Cerebras Is Moving into Mainstream with New AI Data Centers
March 17, 2025
Cerebras Systems was founded 10 years ago on the belief that there would be a shortage of processors powerful enough to drive enterprise AI computing at scale. Its solution, the Cerebras Wafer-Scale Engine, is integrated into Cerebras’ CS-3 systems, which will power six new data centers launching this year that the company says will make it “the world’s number one provider of high-speed inference and the largest domestic high speed inference cloud.” Cerebras notes the new facilities will collectively serve over 40 million Llama 70B tokens per second to clients that now include Hugging Face and financial intelligence firm AlphaSense.
Cerebras explains its Wafer-Scale Engine (WSE-3) processor “can run AI models 10 to 70 times faster than GPU-based solutions,” a speed advantage that “has become increasingly valuable as AI models evolve toward more complex reasoning capabilities,” VentureBeat writes.
The company, which has been preparing for an IPO since September, already has three data centers online: in Santa Clara and Stockton, California, as well as Dallas, Texas. It will open a site in Minneapolis in Q2, and the following quarter in Oklahoma City, Oklahoma, and Montreal, Canada. Q4 will see sites doing business in the Eastern and Midwest U.S., as well as Europe, per its announcement.

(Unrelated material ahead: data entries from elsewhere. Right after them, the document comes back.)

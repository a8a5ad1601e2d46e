//! Cryptographic hashing utilities
//!
//! Provides the SHA-256 family used for transaction ids, signature hashes,
//! merkle paths and address derivation.

use ripemd::Ripemd160;
use sha2::{Digest, Sha256};

/// Computes SHA-256 hash of the input data
pub fn sha256(data: &[u8]) -> [u8; 32] {
    let mut hasher = Sha256::new();
    hasher.update(data);
    hasher.finalize().into()
}

/// Computes double SHA-256 hash (SHA-256 of SHA-256)
/// Used for transaction ids, signature hashes and merkle nodes
pub fn double_sha256(data: &[u8]) -> [u8; 32] {
    sha256(&sha256(data))
}

/// Computes HASH160 = RIPEMD-160(SHA-256(data))
/// Used for public key hashes in pay-to-key scripts and addresses
pub fn hash160(data: &[u8]) -> [u8; 20] {
    let mut ripemd = Ripemd160::new();
    ripemd.update(sha256(data));
    ripemd.finalize().into()
}

/// Computes SHA-256 hash and returns it as a hex string
pub fn sha256_hex(data: &[u8]) -> String {
    hex::encode(sha256(data))
}

/// Computes double SHA-256 hash and returns it as a hex string
pub fn double_sha256_hex(data: &[u8]) -> String {
    hex::encode(double_sha256(data))
}

#[cfg(test)]
mod tests {
    use super::*;

    #[test]
    fn test_sha256() {
        let data = b"hello world";
        assert_eq!(sha256(data).len(), 32);
        assert_eq!(
            sha256_hex(data),
            "b94d27b9934d3e08a52e52d7da7dabfac484efe37a5380ee9088f7ace2efcde9"
        );
    }

    #[test]
    fn test_double_sha256() {
        let data = b"hello world";
        assert_eq!(double_sha256(data), sha256(&sha256(data)));
        assert_ne!(double_sha256_hex(data), sha256_hex(data));
    }

    #[test]
    fn test_hash160_of_empty() {
        // Well-known HASH160 of the empty string
        assert_eq!(
            hex::encode(hash160(b"")),
            "b472a266d0bd89c13706a4132ccfb16f7c3b9fcb"
        );
    }
}
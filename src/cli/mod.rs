//! Command handlers for the `salelock` binary

mod commands;

pub use commands::*;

Each facility is equipped with thousands of CS-3 systems, representing a performance that is orders of magnitude beyond that which is provided by high-end commercial data center networks, where Nvidia processors dominate. Unlike other big commercial data centers — Microsoft’s Azure, Amazon’s AWS and Google Cloud — which maintain a mixed workload, Cerebras’ data centers will focus exclusively on inference.
While those companies each have between 100 and 135 data centers worldwide, boutique-scaled Cerebras is throwing down a marker that it wants to own the inference space. The company is backed by top venture capital firms — including Benchmark, Foundation Capital, and Alpha Wave Ventures. It is targeting an IPO valuation of $7-8 billion.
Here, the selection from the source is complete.